Task requirements =
Your answer must consist of exactly the lines below, starting with the line with "pub fn end(&self)" and going on through the line with "use std::path::Path;", and nothing else.

Stored data entries =
=====

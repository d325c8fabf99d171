//! Persisted sync sections.
//!
//! A data directory holds one section per id `N`:
//!
//! | File              | Content                                   |
//! |-------------------|-------------------------------------------|
//! | `N.json`          | fingerprint sequence (`[[offset, hash]]`) |
//! | `N.ass`           | subtitle timed against the section        |
//! | `N-attachments/`  | fonts and other attachments (optional)    |
//! | `N-keyframes.txt` | Aegisub keyframes file (optional)         |
//! | `N.mkv`           | cut media, when the source was trimmed    |
//!
//! The fingerprint file is what makes a section: a section without one is
//! invisible to synchronization.

mod error;

use std::fs;
use std::path::{Path, PathBuf};

use rayon::prelude::*;

pub use error::{StoreError, StoreResult};

use crate::fingerprint::FingerprintSequence;

/// File layout of section `id` inside a data directory.
#[derive(Debug, Clone, PartialEq, Eq)]
pub struct SectionPaths {
    dir: PathBuf,
    id: String,
}

impl SectionPaths {
    pub fn new(dir: impl Into<PathBuf>, id: impl Into<String>) -> Self {
        Self {
            dir: dir.into(),
            id: id.into(),
        }
    }

    pub fn id(&self) -> &str {
        &self.id
    }

    pub fn fingerprints(&self) -> PathBuf {
        self.dir.join(format!("{}.json", self.id))
    }

    pub fn subtitle(&self) -> PathBuf {
        self.dir.join(format!("{}.ass", self.id))
    }

    pub fn attachments_dir(&self) -> PathBuf {
        self.dir.join(format!("{}-attachments", self.id))
    }

    pub fn keyframes(&self) -> PathBuf {
        self.dir.join(format!("{}-keyframes.txt", self.id))
    }

    pub fn media(&self) -> PathBuf {
        self.dir.join(format!("{}.mkv", self.id))
    }
}

/// A stored, already-timed subtitle section.
#[derive(Debug, Clone)]
pub struct SyncRecord {
    pub id: String,
    pub fingerprints: FingerprintSequence,
    pub subtitle_path: PathBuf,
    /// Files in the section's attachment directory, sorted by name.
    pub attachments: Vec<PathBuf>,
}

/// Next free numeric section id in `dir`, creating the directory if needed.
///
/// The id is one more than the largest number formed by the digits of any
/// `*.json` file name; names without digits count as zero.
pub fn next_section_id(dir: &Path) -> StoreResult<u64> {
    if !dir.exists() {
        fs::create_dir_all(dir).map_err(|e| StoreError::io(dir, e))?;
        return Ok(1);
    }

    let highest = fingerprint_stems(dir)?
        .iter()
        .map(|stem| digits_value(stem).unwrap_or(0))
        .max()
        .unwrap_or(0);
    Ok(highest + 1)
}

/// Load every section of `dir`, in section order.
///
/// Sections are ordered by the number in their id, then by id. Sections with
/// no subtitle file are skipped.
pub fn load_sync_records(dir: &Path) -> StoreResult<Vec<SyncRecord>> {
    let mut stems = fingerprint_stems(dir)?;
    stems.sort_by(|a, b| digits_value(a).cmp(&digits_value(b)).then_with(|| a.cmp(b)));

    let records = stems
        .par_iter()
        .map(|stem| load_record(&SectionPaths::new(dir, stem.as_str())))
        .collect::<StoreResult<Vec<_>>>()?;

    let records: Vec<SyncRecord> = records.into_iter().flatten().collect();
    tracing::debug!("Loaded {} sync sections from {}", records.len(), dir.display());
    Ok(records)
}

fn load_record(paths: &SectionPaths) -> StoreResult<Option<SyncRecord>> {
    let subtitle_path = paths.subtitle();
    if !subtitle_path.is_file() {
        tracing::warn!(
            "Skipping section '{}': no subtitle at {}",
            paths.id(),
            subtitle_path.display()
        );
        return Ok(None);
    }

    Ok(Some(SyncRecord {
        id: paths.id().to_string(),
        fingerprints: read_fingerprints(&paths.fingerprints())?,
        subtitle_path,
        attachments: list_attachments(&paths.attachments_dir())?,
    }))
}

/// Write a fingerprint sequence as JSON.
pub fn write_fingerprints(path: &Path, fingerprints: &FingerprintSequence) -> StoreResult<()> {
    let json = serde_json::to_string(fingerprints)?;
    fs::write(path, json).map_err(|e| StoreError::io(path, e))
}

/// Read a fingerprint sequence written by [`write_fingerprints`].
pub fn read_fingerprints(path: &Path) -> StoreResult<FingerprintSequence> {
    let content = fs::read_to_string(path).map_err(|e| StoreError::io(path, e))?;
    serde_json::from_str(&content).map_err(|e| StoreError::invalid_fingerprints(path, e))
}

/// Files inside an attachment directory. A missing directory is empty.
pub fn list_attachments(dir: &Path) -> StoreResult<Vec<PathBuf>> {
    let entries = match fs::read_dir(dir) {
        Ok(entries) => entries,
        Err(e) if e.kind() == std::io::ErrorKind::NotFound => return Ok(Vec::new()),
        Err(e) => return Err(StoreError::io(dir, e)),
    };

    let mut files = Vec::new();
    for entry in entries {
        let path = entry.map_err(|e| StoreError::io(dir, e))?.path();
        if path.is_file() {
            files.push(path);
        }
    }
    files.sort();
    Ok(files)
}

/// Stems of the `*.json` files directly inside `dir`.
fn fingerprint_stems(dir: &Path) -> StoreResult<Vec<String>> {
    let entries = fs::read_dir(dir).map_err(|e| StoreError::io(dir, e))?;

    let mut stems = Vec::new();
    for entry in entries {
        let entry = entry.map_err(|e| StoreError::io(dir, e))?;
        let name = entry.file_name();
        let Some(name) = name.to_str() else {
            continue;
        };
        if let Some(stem) = name.strip_suffix(".json") {
            if entry.path().is_file() {
                stems.push(stem.to_string());
            }
        }
    }
    Ok(stems)
}

/// Number formed by all ASCII digits of `name`, if any.
fn digits_value(name: &str) -> Option<u64> {
    let digits: String = name.chars().filter(char::is_ascii_digit).collect();
    if digits.is_empty() {
        None
    } else {
        digits.parse().ok()
    }
}
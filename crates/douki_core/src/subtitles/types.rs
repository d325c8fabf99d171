//! Section-based ASS document model.
//!
//! The document keeps every section, entry and field in file order so that a
//! parse followed by a write only changes what the caller touched. Times stay
//! as text inside records and are converted on access.

use crate::timestamp::{format_timestamp, parse_timestamp};

/// An ASS script as an ordered list of sections.
#[derive(Debug, Clone, Default, PartialEq)]
pub struct AssDocument {
    pub sections: Vec<Section>,
}

impl AssDocument {
    pub fn new() -> Self {
        Self::default()
    }

    /// Index of the section named exactly `name`.
    pub fn position(&self, name: &str) -> Option<usize> {
        self.sections.iter().position(|s| s.name == name)
    }

    pub fn section(&self, name: &str) -> Option<&Section> {
        self.sections.iter().find(|s| s.name == name)
    }

    pub fn section_mut(&mut self, name: &str) -> Option<&mut Section> {
        self.sections.iter_mut().find(|s| s.name == name)
    }

    /// The `[Events]` section.
    pub fn events(&self) -> Option<&Section> {
        self.section(EVENTS_SECTION)
    }

    pub fn events_mut(&mut self) -> Option<&mut Section> {
        self.section_mut(EVENTS_SECTION)
    }

    /// Index of the first style section (`[V4+ Styles]`, `[V4 Styles]`, ...).
    pub fn styles_position(&self) -> Option<usize> {
        self.sections.iter().position(Section::is_styles)
    }

    pub fn styles(&self) -> Option<&Section> {
        self.sections.iter().find(|s| s.is_styles())
    }

    /// Dialogue records of the events section.
    pub fn dialogue(&self) -> impl Iterator<Item = &Record> {
        self.events()
            .into_iter()
            .flat_map(|s| s.records())
            .filter(|r| r.is_dialogue())
    }
}

pub(crate) const EVENTS_SECTION: &str = "Events";
pub(crate) const SCRIPT_INFO_SECTION: &str = "Script Info";
pub(crate) const DIALOGUE: &str = "Dialogue";
pub(crate) const STYLE: &str = "Style";

/// One `[Name]` block and its entries.
#[derive(Debug, Clone, Default, PartialEq)]
pub struct Section {
    pub name: String,
    pub body: Vec<Entry>,
}

impl Section {
    pub fn new(name: impl Into<String>) -> Self {
        Self {
            name: name.into(),
            body: Vec::new(),
        }
    }

    pub fn is_styles(&self) -> bool {
        self.name.contains("Styles")
    }

    /// Value of the first `key: value` pair with this key.
    pub fn get(&self, key: &str) -> Option<&str> {
        self.body.iter().find_map(|e| match e {
            Entry::Pair { key: k, value } if k == key => Some(value.as_str()),
            _ => None,
        })
    }

    /// Update the first pair with this key, or append a new one.
    pub fn set(&mut self, key: &str, value: impl Into<String>) {
        let value = value.into();
        let existing = self.body.iter_mut().find_map(|e| match e {
            Entry::Pair { key: k, value: v } if k == key => Some(v),
            _ => None,
        });
        match existing {
            Some(slot) => *slot = value,
            None => self.body.push(Entry::Pair {
                key: key.to_string(),
                value,
            }),
        }
    }

    /// Remove the first pair with this key.
    pub fn remove(&mut self, key: &str) -> bool {
        let index = self
            .body
            .iter()
            .position(|e| matches!(e, Entry::Pair { key: k, .. } if k == key));
        match index {
            Some(i) => {
                self.body.remove(i);
                true
            }
            None => false,
        }
    }

    /// The section's `Format:` line, if any.
    pub fn format(&self) -> Option<&[String]> {
        self.body.iter().find_map(|e| match e {
            Entry::Format(fields) => Some(fields.as_slice()),
            _ => None,
        })
    }

    pub fn records(&self) -> impl Iterator<Item = &Record> {
        self.body.iter().filter_map(|e| match e {
            Entry::Record(r) => Some(r),
            _ => None,
        })
    }
}

/// A line inside a section.
#[derive(Debug, Clone, PartialEq)]
pub enum Entry {
    /// `Key: value` outside a formatted block (Script Info, project garbage).
    Pair { key: String, value: String },
    /// `Format:` field names, in file case.
    Format(Vec<String>),
    /// A line laid out by the section's `Format:` (Style, Dialogue, Comment).
    Record(Record),
    /// Anything kept verbatim: comments and embedded font/graphic data.
    Raw(String),
}

impl Entry {
    pub fn as_record(&self) -> Option<&Record> {
        match self {
            Entry::Record(r) => Some(r),
            _ => None,
        }
    }

    pub fn is_dialogue(&self) -> bool {
        self.as_record().is_some_and(Record::is_dialogue)
    }
}

/// A formatted line: its kind (`Dialogue`, `Style`, ...) and named fields.
#[derive(Debug, Clone, PartialEq)]
pub struct Record {
    pub kind: String,
    pub fields: Vec<(String, String)>,
}

impl Record {
    pub fn new(kind: impl Into<String>, fields: Vec<(String, String)>) -> Self {
        Self {
            kind: kind.into(),
            fields,
        }
    }

    pub fn is_dialogue(&self) -> bool {
        self.kind == DIALOGUE
    }

    pub fn is_style(&self) -> bool {
        self.kind == STYLE
    }

    /// Field value by name, ignoring case.
    pub fn get(&self, name: &str) -> Option<&str> {
        self.fields
            .iter()
            .find(|(k, _)| k.eq_ignore_ascii_case(name))
            .map(|(_, v)| v.as_str())
    }

    /// Replace a field value. Returns `false` when the field does not exist.
    pub fn set(&mut self, name: &str, value: impl Into<String>) -> bool {
        match self.fields.iter_mut().find(|(k, _)| k.eq_ignore_ascii_case(name)) {
            Some((_, v)) => {
                *v = value.into();
                true
            }
            None => false,
        }
    }

    pub fn start(&self) -> Option<f64> {
        self.time("Start")
    }

    pub fn end(&self) -> Option<f64> {
        self.time("End")
    }

    pub fn set_start(&mut self, seconds: f64) {
        self.set("Start", format_timestamp(seconds));
    }

    pub fn set_end(&mut self, seconds: f64) {
        self.set("End", format_timestamp(seconds));
    }

    pub fn name(&self) -> Option<&str> {
        self.get("Name")
    }

    pub fn style(&self) -> Option<&str> {
        self.get("Style")
    }

    fn time(&self, field: &str) -> Option<f64> {
        parse_timestamp(self.get(field)?).ok()
    }
}
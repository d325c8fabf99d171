//! ffmpeg operations: section cuts, subtitle extraction, attachments and
//! scene detection.

use std::ffi::OsString;
use std::path::Path;
use std::process::Command;

use regex::Regex;

use super::command::{run_checked, run_unchecked};
use super::error::{MediaError, MediaResult};
use super::types::EncodeSettings;

const TOOL: &str = "ffmpeg";

fn seconds(value: f64) -> String {
    format!("{:.5}", value)
}

/// Arguments cutting `source` to `[start, end]` into `output`.
///
/// A re-encode converts video with x264 and copies audio; otherwise every
/// stream is copied.
pub(crate) fn cut_args(
    source: &Path,
    start: f64,
    end: f64,
    reencode: bool,
    encode: &EncodeSettings,
    output: &Path,
) -> Vec<OsString> {
    let mut args: Vec<OsString> = ["-nostdin", "-y", "-ss"].map(OsString::from).to_vec();
    args.push(seconds(start).into());
    args.push("-to".into());
    args.push(seconds(end).into());
    args.push("-i".into());
    args.push(source.into());
    args.extend(["-map", "0", "-avoid_negative_ts", "make_zero"].map(OsString::from));

    if reencode {
        args.extend(["-codec:a", "copy", "-codec:v", "libx264", "-preset"].map(OsString::from));
        args.push(encode.preset.clone().into());
        args.push("-crf".into());
        args.push(encode.crf.to_string().into());
        args.push("-vf".into());
        args.push(format!("scale=-2:{}", encode.height).into());
    } else {
        args.extend(["-codec", "copy"].map(OsString::from));
    }

    args.push(output.into());
    args
}

/// Cut a section of `source` into `output`.
pub fn cut(
    source: &Path,
    start: f64,
    end: f64,
    reencode: bool,
    encode: &EncodeSettings,
    output: &Path,
) -> MediaResult<()> {
    if !source.exists() {
        return Err(MediaError::SourceNotFound(source.to_path_buf()));
    }

    run_checked(
        Command::new(TOOL).args(cut_args(source, start, end, reencode, encode, output)),
        TOOL,
    )?;

    tracing::info!(
        "Cut {:.3}s..{:.3}s of {} to {} ({})",
        start,
        end,
        source.display(),
        output.display(),
        if reencode { "re-encoded" } else { "stream copy" }
    );
    Ok(())
}

/// Arguments converting the first subtitle of `input` into `output`,
/// optionally limited to a time window that becomes the new zero.
pub(crate) fn subtitle_args(input: &Path, window: Option<(f64, f64)>, output: &Path) -> Vec<OsString> {
    let mut args: Vec<OsString> = vec!["-nostdin".into(), "-y".into(), "-i".into(), input.into()];
    if let Some((start, end)) = window {
        args.push("-ss".into());
        args.push(seconds(start).into());
        args.push("-to".into());
        args.push(seconds(end).into());
        args.push("-map".into());
        args.push("0".into());
    }
    args.push(output.into());
    args
}

/// Extract a subtitle track. Returns `false` when ffmpeg produced nothing,
/// which is the normal outcome for inputs without subtitles.
pub fn extract_subtitle(input: &Path, window: Option<(f64, f64)>, output: &Path) -> MediaResult<bool> {
    let result = run_unchecked(Command::new(TOOL).args(subtitle_args(input, window, output)), TOOL)?;

    if !result.status.success() {
        tracing::warn!(
            "No subtitle extracted from {} (exit code {:?})",
            input.display(),
            result.status.code()
        );
        return Ok(false);
    }
    Ok(output.exists())
}

/// Dump every attachment of `media` into the existing directory `dir`.
///
/// ffmpeg always exits with an error here because no output file is given,
/// so the status is ignored.
pub fn dump_attachments(media: &Path, dir: &Path) -> MediaResult<()> {
    let media = std::fs::canonicalize(media)?;
    run_unchecked(
        Command::new(TOOL)
            .current_dir(dir)
            .args(["-nostdin", "-y", "-dump_attachment:t", "", "-i"])
            .arg(&media),
        TOOL,
    )?;
    Ok(())
}

/// Timestamps (seconds) of frames whose scene score exceeds `threshold`.
pub fn scene_changes(path: &Path, threshold: f64) -> MediaResult<Vec<f64>> {
    let filter = format!("select='gt(scene,{})',showinfo", threshold);
    let output = run_checked(
        Command::new(TOOL)
            .args(["-nostdin", "-hide_banner", "-i"])
            .arg(path)
            .args(["-filter:v", &filter, "-an", "-f", "null", "-"]),
        TOOL,
    )?;

    let stderr = String::from_utf8_lossy(&output.stderr);
    let scenes = parse_showinfo(&stderr)?;
    tracing::debug!("Detected {} scene changes in {}", scenes.len(), path.display());
    Ok(scenes)
}

/// Extract `pts_time` values from showinfo filter output.
fn parse_showinfo(output: &str) -> MediaResult<Vec<f64>> {
    let pts_regex = Regex::new(r"pts_time:\s*(\d+(?:\.\d*)?)")
        .map_err(|e| MediaError::invalid_output(TOOL, e.to_string()))?;

    Ok(output
        .lines()
        .filter_map(|line| pts_regex.captures(line))
        .filter_map(|caps| caps.get(1)?.as_str().parse::<f64>().ok())
        .collect())
}
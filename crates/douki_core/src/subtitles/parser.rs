//! ASS parser.
//!
//! Lines are sorted into the section they appear under. Inside a section,
//! `Key: value` lines are plain pairs until a `Format:` line appears; after
//! that they are records split by the format's field names, with the last
//! field taking the rest of the line verbatim so commas and padding in
//! dialogue text survive.

use crate::subtitles::error::ParseError;
use crate::subtitles::types::{AssDocument, Entry, Record, Section, EVENTS_SECTION};
use crate::timestamp::parse_timestamp;

/// Sections holding uuencoded data rather than key/value lines.
const VERBATIM_SECTIONS: [&str; 2] = ["Fonts", "Graphics"];

/// Parse ASS content into a document.
pub fn parse_ass(content: &str) -> Result<AssDocument, ParseError> {
    let mut doc = AssDocument::new();

    for (line_num, line) in content.lines().enumerate() {
        let line_num = line_num + 1;
        let line = line.trim_start_matches('\u{feff}');
        let line = line.strip_suffix('\r').unwrap_or(line);
        let header = line.trim();

        if header.is_empty() {
            continue;
        }

        if header.starts_with('[') && header.ends_with(']') {
            doc.sections.push(Section::new(&header[1..header.len() - 1]));
            continue;
        }

        // Trailing whitespace can belong to the last field of a record.
        let line = line.trim_start();

        let Some(section) = doc.sections.last_mut() else {
            return Err(ParseError::at_line(line_num, "content before the first section"));
        };

        if VERBATIM_SECTIONS.contains(&section.name.as_str())
            || line.starts_with(';')
            || line.starts_with('!')
        {
            section.body.push(Entry::Raw(line.to_string()));
            continue;
        }

        let Some((key, value)) = line.split_once(':') else {
            section.body.push(Entry::Raw(line.to_string()));
            continue;
        };
        let key = key.trim();

        if key == "Format" {
            section.body.push(Entry::Format(parse_format_line(value)));
            continue;
        }

        let format = section
            .format()
            .map(<[String]>::to_vec)
            .or_else(|| default_format(&section.name));

        let entry = match format {
            Some(format) => {
                Entry::Record(parse_record(key, value.trim_start(), &format, line_num)?)
            }
            None => Entry::Pair {
                key: key.to_string(),
                value: value.trim().to_string(),
            },
        };
        section.body.push(entry);
    }

    Ok(doc)
}

/// Field names of a `Format:` line, in file case.
fn parse_format_line(value: &str) -> Vec<String> {
    value.split(',').map(|s| s.trim().to_string()).collect()
}

fn parse_record(
    kind: &str,
    value: &str,
    format: &[String],
    line_num: usize,
) -> Result<Record, ParseError> {
    let parts: Vec<&str> = value.splitn(format.len().max(1), ',').collect();
    let is_event = kind == "Dialogue" || kind == "Comment";

    if is_event && parts.len() < format.len() {
        return Err(ParseError::invalid_event(
            line_num,
            format!("Expected {} fields, got {}", format.len(), parts.len()),
        ));
    }

    let fields: Vec<(String, String)> = format
        .iter()
        .enumerate()
        .map(|(i, name)| {
            let value = match parts.get(i) {
                Some(part) if i + 1 == format.len() => *part,
                Some(part) => part.trim(),
                None => "",
            };
            (name.clone(), value.to_string())
        })
        .collect();
    let record = Record::new(kind, fields);

    if is_event {
        for field in ["Start", "End"] {
            let value = record.get(field).unwrap_or("");
            if parse_timestamp(value).is_err() {
                return Err(ParseError::invalid_time(line_num, value));
            }
        }
    }

    Ok(record)
}

/// Field layout assumed when a section has no `Format:` line.
fn default_format(section: &str) -> Option<Vec<String>> {
    let fields: &[&str] = if section == EVENTS_SECTION {
        &[
            "Layer", "Start", "End", "Style", "Name", "MarginL", "MarginR", "MarginV", "Effect",
            "Text",
        ]
    } else if section.contains("Styles") {
        &[
            "Name",
            "Fontname",
            "Fontsize",
            "PrimaryColour",
            "SecondaryColour",
            "OutlineColour",
            "BackColour",
            "Bold",
            "Italic",
            "Underline",
            "StrikeOut",
            "ScaleX",
            "ScaleY",
            "Spacing",
            "Angle",
            "BorderStyle",
            "Outline",
            "Shadow",
            "Alignment",
            "MarginL",
            "MarginR",
            "MarginV",
            "Encoding",
        ]
    } else {
        return None;
    };
    Some(fields.iter().map(|s| s.to_string()).collect())
}

#[cfg(test)]
mod tests {
    use super::*;

    const SAMPLE: &str = "\u{feff}[Script Info]
; Script generated by Aegisub
Title: Episode 1
ScriptType: v4.00+

[V4+ Styles]
Format: Name, Fontname, Fontsize
Style: Default,Arial,20
Style: Sign,Verdana,32

[Events]
Format: Layer, Start, End, Style, Name, MarginL, MarginR, MarginV, Effect, Text
Dialogue: 0,0:00:01.00,0:00:04.00,Default,,0,0,0,,Hello, world!
Comment: 0,0:00:05.00,0:00:06.00,Default,,0,0,0,,note

[Fonts]
fontname: a.ttf
M:2?.MF>@
";

    #[test]
    fn parses_sections_in_order() {
        let doc = parse_ass(SAMPLE).unwrap();
        let names: Vec<&str> = doc.sections.iter().map(|s| s.name.as_str()).collect();
        assert_eq!(names, ["Script Info", "V4+ Styles", "Events", "Fonts"]);
    }

    #[test]
    fn pairs_and_comments() {
        let doc = parse_ass(SAMPLE).unwrap();
        let info = doc.section("Script Info").unwrap();
        assert_eq!(info.get("Title"), Some("Episode 1"));
        assert_eq!(info.body[0], Entry::Raw("; Script generated by Aegisub".into()));
    }

    #[test]
    fn records_follow_format() {
        let doc = parse_ass(SAMPLE).unwrap();
        let styles: Vec<_> = doc.styles().unwrap().records().collect();
        assert_eq!(styles.len(), 2);
        assert_eq!(styles[1].name(), Some("Sign"));
        assert_eq!(styles[1].get("fontsize"), Some("32"));

        let events = doc.events().unwrap();
        let first = events.records().next().unwrap();
        assert!(first.is_dialogue());
        assert_eq!(first.get("Text"), Some("Hello, world!"));
        assert_eq!(first.start(), Some(1.0));
        assert_eq!(doc.dialogue().count(), 1);
    }

    #[test]
    fn font_data_is_verbatim() {
        let doc = parse_ass(SAMPLE).unwrap();
        let fonts = doc.section("Fonts").unwrap();
        assert_eq!(fonts.body.len(), 2);
        assert!(fonts.body.iter().all(|e| matches!(e, Entry::Raw(_))));
    }

    #[test]
    fn events_without_format_use_default_layout() {
        let doc = parse_ass("[Events]\nDialogue: 0,0:00:02.00,0:00:03.00,Default,,0,0,0,,Hi").unwrap();
        let record = doc.dialogue().next().unwrap();
        assert_eq!(record.style(), Some("Default"));
        assert_eq!(record.end(), Some(3.0));
    }

    #[test]
    fn bad_event_lines_are_errors() {
        let short = "[Events]\nFormat: Start, End, Text\nDialogue: 0:00:01.00";
        assert!(matches!(parse_ass(short), Err(ParseError::InvalidEvent { line: 3, .. })));

        let bad_time = "[Events]\nFormat: Start, End, Text\nDialogue: soon,0:00:01.00,x";
        assert!(matches!(parse_ass(bad_time), Err(ParseError::InvalidTime { line: 3, .. })));
    }

    #[test]
    fn text_padding_is_kept() {
        let doc = parse_ass(
            "[Events]\r\nFormat: Layer, Start, End, Style, Name, MarginL, MarginR, MarginV, Effect, Text\r\n\
             Dialogue: 0, 0:00:01.00 ,0:00:02.00,Default,,0,0,0,,  indented, text  \r\n",
        )
        .unwrap();
        let record = doc.dialogue().next().unwrap();
        assert_eq!(record.start(), Some(1.0));
        assert_eq!(record.get("Text"), Some("  indented, text  "));
    }

    #[test]
    fn content_before_section_is_rejected() {
        assert!(parse_ass("Title: x\n[Script Info]").is_err());
    }
}
//! Running external tools.

use std::process::{Command, Output};

use super::error::{MediaError, MediaResult};

/// Run a command to completion and fail on a non-zero exit status.
pub(crate) fn run_checked(cmd: &mut Command, tool: &str) -> MediaResult<Output> {
    tracing::debug!("Running {}: {:?}", tool, cmd);

    let output = cmd.output().map_err(|e| MediaError::spawn(tool, e))?;

    if !output.status.success() {
        let stderr = String::from_utf8_lossy(&output.stderr);
        return Err(MediaError::command_failed(
            tool,
            output.status.code(),
            last_lines(&stderr, 5),
        ));
    }

    Ok(output)
}

/// Run a command to completion, returning its output whatever the status.
pub(crate) fn run_unchecked(cmd: &mut Command, tool: &str) -> MediaResult<Output> {
    tracing::debug!("Running {}: {:?}", tool, cmd);
    cmd.output().map_err(|e| MediaError::spawn(tool, e))
}

/// Last `count` non-empty lines of tool diagnostics.
fn last_lines(text: &str, count: usize) -> String {
    let lines: Vec<&str> = text.lines().filter(|l| !l.trim().is_empty()).collect();
    lines[lines.len().saturating_sub(count)..].join("\n")
}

=====

Response =
    pub fn end(&self) -> Option<f64> {
        self.time("End")
    }

    pub fn set_start(&mut self, seconds: f64) {
        self.set("Start", format_timestamp(seconds));
    }

    pub fn set_end(&mut self, seconds: f64) {
        self.set("End", format_timestamp(seconds));
    }

    pub fn name(&self) -> Option<&str> {
        self.get("Name")
    }

    pub fn style(&self) -> Option<&str> {
        self.get("Style")
    }

    fn time(&self, field: &str) -> Option<f64> {
        parse_timestamp(self.get(field)?).ok()
    }
}
repository d325c8fabf99d171
//! ffmpeg operations: section cuts, subtitle extraction, attachments and
//! scene detection.

use std::ffi::OsString;
use std::path::Path;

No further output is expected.